2026 Driver Education Round 1

Aidan Joneleit

Aidan Joneleit

Berkeley, CA

The light ahead of me turned green a moment before I noticed, because my eyes had dropped to my phone to queue the next song. I told myself it was harmless since the car was stopped, and that excuse dissolved once I started counting how often I reached for it. That small moment of honesty turned out to be the beginning of my real driver education, the part that starts after the permit test is passed, and it is the reason I believe so strongly in what safe, educated driving actually means.
The numbers deserve to be said plainly. Roughly thirty-four thousand people die on American roads in an average year, more than a year of combat has cost this country in its recent wars, and the majority of those deaths trace back to choices: speed, impairment, fatigue, and distraction. When I first read statistics like these, they felt abstract. What made them concrete was realizing that the driver those numbers describe is not some reckless stranger. He is any ordinary person who has stopped paying attention, and on my worst days he could be me.
So I audited myself the way an engineer audits a failing system. At red lights I queued songs and skipped podcast ads, sure that a stopped car made it safe, and then a light would change without me seeing it happen. On unfamiliar routes I held my glance on the navigation screen a beat too long to confirm an exit the voice prompt would have announced anyway. Conversations pulled my attention sideways, and more than once I played music loud enough to seal the cabin off from horns and sirens. Each habit felt small and socially acceptable, and each one took my eyes or ears off the road as surely as texting would.
This is where driver education earns its place, because education is what converts invisible risks into named ones. Before I understood following distance in terms of reaction time and stopping physics, tailgating just felt efficient. Before I understood that a car at forty miles per hour covers nearly sixty feet in the second a driver spends glancing at a screen, a glance felt free. A safe driver is not simply a careful person. A safe driver is a person who has been taught exactly how crashes happen, in enough detail that the danger stops being theoretical, and driver education courses, graduated licensing, and defensive driving classes exist precisely to install that knowledge before the road teaches it the hard way.

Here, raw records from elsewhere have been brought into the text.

use crate::fragment::PlaceholderStyle;

/// Configuration for rendering a [`Fragment`](crate::Fragment) into a
/// [`Statement`](crate::Statement).
///
/// Defaults: Postgres placeholders, alignment validation on, render events at
/// `DEBUG` with SQL truncated to 200 bytes.
#[derive(Debug, Clone)]
pub struct RenderConfig {
    /// Placeholder syntax of the rendered SQL.
    pub style: PlaceholderStyle,
    /// Reject fragments whose marker count differs from their parameter count.
    pub validate: bool,
    /// Tracing event level for render events.
    #[cfg(feature = "tracing")]
    pub log_level: tracing::Level,
    /// Truncate logged SQL (in bytes). `None` means no truncation.
    pub max_sql_length: Option<usize>,
}

impl Default for RenderConfig {
    fn default() -> Self {
        Self {
            style: PlaceholderStyle::default(),
            validate: true,
            #[cfg(feature = "tracing")]
            log_level: tracing::Level::DEBUG,
            max_sql_length: Some(200),
        }
    }
}

impl RenderConfig {
    pub fn new() -> Self {
        Self::default()
    }

    /// `$1, $2, ...` placeholders.
    pub fn postgres() -> Self {
        Self::default().with_style(PlaceholderStyle::DollarNumbered)
    }

    /// `?` placeholders.
    pub fn question_mark() -> Self {
        Self::default().with_style(PlaceholderStyle::QuestionMark)
    }

    pub fn with_style(mut self, style: PlaceholderStyle) -> Self {
        self.style = style;
        self
    }

    /// Skip the marker/parameter count check.
    pub fn without_validation(mut self) -> Self {
        self.validate = false;
        self
    }

    #[cfg(feature = "tracing")]
    pub fn with_log_level(mut self, level: tracing::Level) -> Self {
        self.log_level = level;
        self
    }

    pub fn max_sql_length(mut self, len: usize) -> Self {
        self.max_sql_length = Some(len);
        self
    }

    pub fn no_truncate(mut self) -> Self {
        self.max_sql_length = None;
        self
    }
}
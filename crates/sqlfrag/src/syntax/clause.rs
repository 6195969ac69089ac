use super::csv;
use crate::error::{SqlError, SqlResult};
use crate::fragment::{Fragment, FragmentBuilder};
use crate::value::Value;

fn keyword_with(keyword: &'static str, body: Fragment) -> Fragment {
    Fragment::keyword(keyword).append(body)
}

fn bound(keyword: &str, n: i64) -> Fragment {
    let mut b = FragmentBuilder::new();
    b.push(keyword).push(" ").push_bind(Value::Int(n));
    b.finish()
}

impl Fragment {
    /// Append the bare `where` keyword; the caller appends the condition.
    pub fn where_(self) -> Fragment {
        self.append(Fragment::keyword("where"))
    }

    /// Append `where condition`. An empty condition appends nothing.
    pub fn where_clause(self, condition: Fragment) -> Fragment {
        if condition.is_empty() {
            return self;
        }
        self.append(keyword_with("where", condition))
    }

    /// [`where_clause`](Self::where_clause) when present, otherwise `self`.
    pub fn where_opt(self, condition: Option<Fragment>) -> Fragment {
        match condition {
            Some(c) => self.where_clause(c),
            None => self,
        }
    }

    /// `group by a, b`; no columns appends nothing.
    pub fn group_by(self, columns: impl IntoIterator<Item = Fragment>) -> Fragment {
        let columns = csv(columns);
        if columns.is_empty() {
            return self;
        }
        self.append(keyword_with("group by", columns))
    }

    /// `having condition`. An empty condition appends nothing.
    pub fn having(self, condition: Fragment) -> Fragment {
        if condition.is_empty() {
            return self;
        }
        self.append(keyword_with("having", condition))
    }

    /// `order by a, b desc`; no columns appends nothing.
    pub fn order_by(self, columns: impl IntoIterator<Item = Fragment>) -> Fragment {
        let columns = csv(columns);
        if columns.is_empty() {
            return self;
        }
        self.append(keyword_with("order by", columns))
    }

    pub fn asc(self) -> Fragment {
        self.append(Fragment::keyword("asc"))
    }

    pub fn desc(self) -> Fragment {
        self.append(Fragment::keyword("desc"))
    }

    /// `limit ?` with `n` bound.
    pub fn limit(self, n: i64) -> Fragment {
        self.append(bound("limit", n))
    }

    /// `offset ?` with `n` bound.
    pub fn offset(self, n: i64) -> Fragment {
        self.append(bound("offset", n))
    }

    /// `limit ? offset ?`
    pub fn limit_offset(self, limit: i64, offset: i64) -> Fragment {
        self.limit(limit).offset(offset)
    }

    /// Page-based pagination (pages start at 1).
    ///
    /// ```ignore
    /// // page 3 with 25 rows per page: limit 25 offset 50
    /// let q = sqlfrag::lit("select * from users order by id")?.page(3, 25)?;
    /// ```
    pub fn page(self, page: i64, per_page: i64) -> SqlResult<Fragment> {
        if page < 1 {
            return Err(SqlError::Validation(format!(
                "page must be >= 1, got {page}"
            )));
        }
        if per_page < 0 {
            return Err(SqlError::Validation(format!(
                "per_page must be >= 0, got {per_page}"
            )));
        }
        let offset = (page - 1)
            .checked_mul(per_page)
            .ok_or_else(|| SqlError::validation("page offset overflows i64"))?;
        Ok(self.limit_offset(per_page, offset))
    }

    /// `select a, b`; no columns renders `select *`.
    pub fn select(self, columns: impl IntoIterator<Item = Fragment>) -> Fragment {
        let columns = csv(columns);
        if columns.is_empty() {
            return self.append(Fragment::keyword("select *"));
        }
        self.append(keyword_with("select", columns))
    }

    /// `from table`
    pub fn from_table(self, table: Fragment) -> Fragment {
        self.append(keyword_with("from", table))
    }

    /// `self union other`
    pub fn union(self, other: Fragment) -> Fragment {
        self.append(keyword_with("union", other))
    }

    /// `self union all other`
    pub fn union_all(self, other: Fragment) -> Fragment {
        self.append(keyword_with("union all", other))
    }
}

/// The bare `where` keyword.
pub fn where_() -> Fragment {
    Fragment::empty().where_()
}

pub fn where_clause(condition: Fragment) -> Fragment {
    Fragment::empty().where_clause(condition)
}

pub fn group_by(columns: impl IntoIterator<Item = Fragment>) -> Fragment {
    Fragment::empty().group_by(columns)
}

pub fn having(condition: Fragment) -> Fragment {
    Fragment::empty().having(condition)
}

pub fn order_by(columns: impl IntoIterator<Item = Fragment>) -> Fragment {
    Fragment::empty().order_by(columns)
}

pub fn select(columns: impl IntoIterator<Item = Fragment>) -> Fragment {
    Fragment::empty().select(columns)
}

pub fn from_table(table: Fragment) -> Fragment {
    Fragment::empty().from_table(table)
}

pub fn asc() -> Fragment {
    Fragment::empty().asc()
}

pub fn desc() -> Fragment {
    Fragment::empty().desc()
}

pub fn limit(n: i64) -> Fragment {
    Fragment::empty().limit(n)
}

pub fn offset(n: i64) -> Fragment {
    Fragment::empty().offset(n)
}

pub fn limit_offset(limit: i64, offset: i64) -> Fragment {
    Fragment::empty().limit_offset(limit, offset)
}

/// `union other`, for appending after a statement built elsewhere.
pub fn union(other: Fragment) -> Fragment {
    Fragment::empty().union(other)
}

pub fn union_all(other: Fragment) -> Fragment {
    Fragment::empty().union_all(other)
}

Knowledge alone did not fix my habits, though, and this is the second thing being an educated driver means to me. Engineering has taught me that willpower is an unreliable fix for a recurring failure, so I redesigned my driving environment the way I would redesign any broken system. My phone now switches on Do Not Disturb the moment it connects to the car, so notifications never reach me at all. The phone rides in a mount beyond casual reach, which turns any interaction into a deliberate decision to pull over first. I set the playlist and the destination before shifting out of park, cap the volume at a level that leaves sirens audible, and when I drive with friends I hand them the navigation and the music, which converts my two most frequent distractions into their job and leaves me with a single responsibility, driving.

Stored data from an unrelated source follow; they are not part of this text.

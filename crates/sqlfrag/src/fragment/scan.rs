//! Placeholder marker scanning.
//!
//! A marker is a `?` outside of single-quoted string literals and
//! double-quoted identifiers. Doubled quotes (`''`, `""`) inside a quoted run
//! toggle the state twice and therefore need no special casing.
//!
//! Postgres jsonb operators spelled with `?` (`?`, `?|`, `?&`) are counted as
//! markers; use the equivalent functions (`jsonb_exists`, ...) instead.

pub(crate) const MARKER: char = '?';

/// Byte offsets of every marker in `sql`, left to right.
pub(crate) fn marker_offsets(sql: &str) -> Vec<usize> {
    let mut offsets = Vec::new();
    let mut in_literal = false;
    let mut in_ident = false;
    for (i, b) in sql.bytes().enumerate() {
        match b {
            b'\'' if !in_ident => in_literal = !in_literal,
            b'"' if !in_literal => in_ident = !in_ident,
            b'?' if !in_literal && !in_ident => offsets.push(i),
            _ => {}
        }
    }
    offsets
}

pub(crate) fn marker_count(sql: &str) -> usize {
    marker_offsets(sql).len()
}
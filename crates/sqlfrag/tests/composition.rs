use sqlfrag::prelude::*;
use sqlfrag::{PlaceholderStyle, TableRef};

fn col(name: &str) -> Fragment {
    Fragment::ident(name).unwrap()
}

struct UserFilter {
    status: Option<&'static str>,
    min_age: Option<i64>,
    name_like: Option<&'static str>,
    ids: Vec<i64>,
}

fn search_users(filter: &UserFilter) -> SqlResult<Fragment> {
    let u = TableRef::new("users")?.alias("u")?.columns(["id", "name", "age"])?;
    let (id, name, age, status) = (
        u.column("id")?,
        u.column("name")?,
        u.column("age")?,
        u.column("status")?,
    );
    let condition = syntax::to_and_condition_opt([
        filter.status.map(|s| syntax::eq(&status, s)),
        filter.min_age.map(|a| syntax::ge(&age, a)),
        filter.name_like.map(|n| syntax::ilike(&name, n)),
        (!filter.ids.is_empty()).then(|| syntax::in_list(&id, filter.ids.iter().copied())),
    ]);
    Ok(syntax::select([u.result_all()])
        .from_table(u.from_clause())
        .where_opt(condition)
        .order_by([id])
        .limit(20))
}

#[test]
fn optional_filters_leave_no_dangling_keywords() {
    let none = UserFilter {
        status: None,
        min_age: None,
        name_like: None,
        ids: Vec::new(),
    };
    let stmt = search_users(&none).unwrap().to_statement().unwrap();
    assert_eq!(
        stmt.sql(),
        "select u.id, u.name, u.age from users u order by u.id limit $1"
    );
    assert_eq!(stmt.params(), &[Value::Int(20)]);
}

#[test]
fn present_filters_are_numbered_in_text_order() {
    let some = UserFilter {
        status: Some("active"),
        min_age: None,
        name_like: Some("%ann%"),
        ids: vec![3, 5],
    };
    let stmt = search_users(&some).unwrap().to_statement().unwrap();
    assert_eq!(
        stmt.sql(),
        "select u.id, u.name, u.age from users u where u.status = $1 and u.name ilike $2 \
         and u.id in ($3, $4) order by u.id limit $5"
    );
    assert_eq!(
        stmt.params(),
        &[
            Value::from("active"),
            Value::from("%ann%"),
            Value::Int(3),
            Value::Int(5),
            Value::Int(20),
        ]
    );
}

#[test]
fn nested_subqueries_keep_parameter_order() {
    let orders = template(
        "select o.user_id from orders o where o.total > ? and o.placed_at >= current_date - ?",
        [Arg::from(100), Arg::from(30)],
    )
    .unwrap();
    let q = syntax::select([col("id")])
        .from_table(col("users"))
        .where_clause(syntax::join_with_or([
            syntax::in_subquery(&col("id"), orders),
            syntax::eq(&col("vip"), true),
        ]))
        .limit_offset(10, 0);

    let stmt = q.to_statement().unwrap();
    assert_eq!(
        stmt.sql(),
        "select id from users where (id in (select o.user_id from orders o where o.total > $1 \
         and o.placed_at >= current_date - $2)) or vip = $3 limit $4 offset $5"
    );
    assert_eq!(
        stmt.params(),
        &[
            Value::Int(100),
            Value::Int(30),
            Value::Bool(true),
            Value::Int(10),
            Value::Int(0),
        ]
    );
}

#[test]
fn aggregate_report() {
    let dept = col("dept");
    let salary = col("salary");
    let q = syntax::select([dept.clone(), syntax::count_all(), syntax::avg(&salary)])
        .from_table(col("employees"))
        .where_clause(syntax::between(&col("hired_on"), "2020-01-01", "2020-12-31"))
        .group_by([dept.clone()])
        .having(syntax::gt(&syntax::count_all(), 3))
        .order_by([syntax::avg(&salary).desc()]);

    assert!(q.is_aligned());
    assert_eq!(
        q.to_statement().unwrap().sql(),
        "select dept, count(*), avg(salary) from employees where hired_on between $1 and $2 \
         group by dept having count(*) > $3 order by avg(salary) desc"
    );
}

#[test]
fn union_of_two_selects() {
    let active = syntax::select([col("id")])
        .from_table(col("users"))
        .where_clause(syntax::eq(&col("active"), true));
    let pending = syntax::select([col("user_id")])
        .from_table(col("invites"))
        .where_clause(syntax::is_not_null(&col("sent_at")));
    let stmt = active.union(pending).to_statement().unwrap();
    assert_eq!(
        stmt.sql(),
        "select id from users where active = $1 union select user_id from invites where sent_at is not null"
    );
}

#[test]
fn question_mark_style_leaves_markers() {
    let q = lit("select * from t")
        .unwrap()
        .where_clause(syntax::not_in(&col("id"), [1, 2]));
    let config = RenderConfig::new().with_style(PlaceholderStyle::QuestionMark);
    let stmt = q.render(&config).unwrap();
    assert_eq!(stmt.sql(), "select * from t where id not in (?, ?)");
}

#[test]
fn quoted_question_marks_are_not_placeholders() {
    let q = template("select '?' as q, \"wh?\" from t where id = ?", [1]).unwrap();
    let stmt = q.to_statement().unwrap();
    assert_eq!(stmt.sql(), "select '?' as q, \"wh?\" from t where id = $1");
}

#[test]
fn invalid_identifiers_are_rejected() {
    for bad in ["id; drop table users", "a b", "1col", "", "a..b", "x--"] {
        let err = Fragment::ident(bad).unwrap_err();
        assert!(err.is_invalid_ident(), "{bad:?} should be rejected");
    }
}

I have also watched the problem from the passenger seat. I have friends who narrate group chats aloud with a phone balanced on the wheel, and I have been in cars where the driver turned fully around to argue with the back seat at fifty miles per hour. I used to say nothing, because it felt awkward to correct a friend. I have stopped staying quiet. Now I offer to be the phone, the DJ, and the navigator the moment I get in someone's car, which protects the driver without a lecture, and I have noticed friends start doing the same for me. Helping other people drive safely rarely means confronting them. It usually means quietly taking the distraction out of their hands.

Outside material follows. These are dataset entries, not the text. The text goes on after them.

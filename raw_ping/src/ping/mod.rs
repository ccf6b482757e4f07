pub mod icmp;
pub mod message;
pub mod tcp;

use rand::distributions::{Distribution, Standard};
use rand::rngs::StdRng;
use rand::SeedableRng;
use std::fmt;
use std::io;
use thiserror::Error;

pub type IcmpCode = pnet::packet::icmp::IcmpCode;
pub type IcmpType = pnet::packet::icmp::IcmpType;

pub use message::DecodeError;

#[derive(Debug, Error)]
pub enum PingError {
    #[error("timeout")]
    Timeout,
    #[error("destination unreachable: {0}")]
    DestinationUnreachable(UnreachableReason),
    #[error("time exceeded: {0}")]
    TimeExceeded(TimeExceededReason),
    #[error("port closed")]
    PortClosed,
    #[error("failed to encode probe: {0}")]
    Encode(String),
    #[error("reply did not decode: {0}")]
    Decode(#[from] DecodeError),
    #[error("failed to send probe: {0}")]
    Transport(#[source] io::Error),
    #[error("failed to open raw socket: {0}")]
    Socket(#[source] io::Error),
    #[error("failed to start listener thread: {0}")]
    Spawn(#[source] io::Error),
    #[error("invalid configuration: {0}")]
    InvalidConfig(String),
    #[error("pinger closed")]
    Closed,
    #[error("sequence number still in flight")]
    Collision,
}

/// Why a router or the target refused the probe (ICMP type 3).
#[derive(Debug, Clone, Copy, PartialEq, Eq)]
pub enum UnreachableReason {
    Network,
    Host,
    Protocol,
    Port,
    FragmentationNeeded,
    SourceRouteFailed,
    Other(u8),
}

impl From<IcmpCode> for UnreachableReason {
    fn from(code: IcmpCode) -> Self {
        match code.0 {
            0 => Self::Network,
            1 => Self::Host,
            2 => Self::Protocol,
            3 => Self::Port,
            4 => Self::FragmentationNeeded,
            5 => Self::SourceRouteFailed,
            other => Self::Other(other),
        }
    }
}

impl fmt::Display for UnreachableReason {
    fn fmt(&self, f: &mut fmt::Formatter<'_>) -> fmt::Result {
        match self {
            Self::Network => write!(f, "network unreachable"),
            Self::Host => write!(f, "host unreachable"),
            Self::Protocol => write!(f, "protocol unreachable"),
            Self::Port => write!(f, "port unreachable"),
            Self::FragmentationNeeded => write!(f, "fragmentation needed"),
            Self::SourceRouteFailed => write!(f, "source route failed"),
            Self::Other(code) => write!(f, "unreachable (code {})", code),
        }
    }
}

/// Why a router discarded the probe (ICMP type 11).
#[derive(Debug, Clone, Copy, PartialEq, Eq)]
pub enum TimeExceededReason {
    TtlExceeded,
    FragmentReassembly,
    Other(u8),
}

impl From<IcmpCode> for TimeExceededReason {
    fn from(code: IcmpCode) -> Self {
        match code.0 {
            0 => Self::TtlExceeded,
            1 => Self::FragmentReassembly,
            other => Self::Other(other),
        }
    }
}

impl fmt::Display for TimeExceededReason {
    fn fmt(&self, f: &mut fmt::Formatter<'_>) -> fmt::Result {
        match self {
            Self::TtlExceeded => write!(f, "ttl exceeded in transit"),
            Self::FragmentReassembly => write!(f, "fragment reassembly time exceeded"),
            Self::Other(code) => write!(f, "time exceeded (code {})", code),
        }
    }
}

/// Draws from a generator seeded with `seed`, or from the thread generator when unset.
pub(crate) fn seeded_random<T>(seed: Option<u64>) -> T
where
    Standard: Distribution<T>,
{
    match seed {
        Some(seed) => Standard.sample(&mut StdRng::seed_from_u64(seed)),
        None => rand::random(),
    }
}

The last part of driving safely is remembering who else is in the equation. A driver is never only risking himself. He is borrowing trust from every passenger in his back seat, every pedestrian stepping off a curb, every family in the oncoming lane. I think about the crossing guards near my old high school, the kids on bikes in my neighborhood, and my own parents waiting to hear the garage door open. Safe driving is a promise made to people who never got a vote in how I drive, and keeping that promise is a matter of character as much as skill.
I am a rising sophomore studying engineering and business at UC Berkeley, and the deepest lesson my field has given me applies squarely behind the wheel: systems shape behavior more reliably than intentions do. Education builds the system inside a driver's head, and good habits build the system inside the car. Put both in place and the tens of thousands of yearly tragedies stop being inevitable statistics and start being preventable events, one unremarkable, undistracted trip at a time. The next time a light turns green, I intend to be looking at it, and I want every new driver on the road beside me to have been taught, clearly and early, why that matters.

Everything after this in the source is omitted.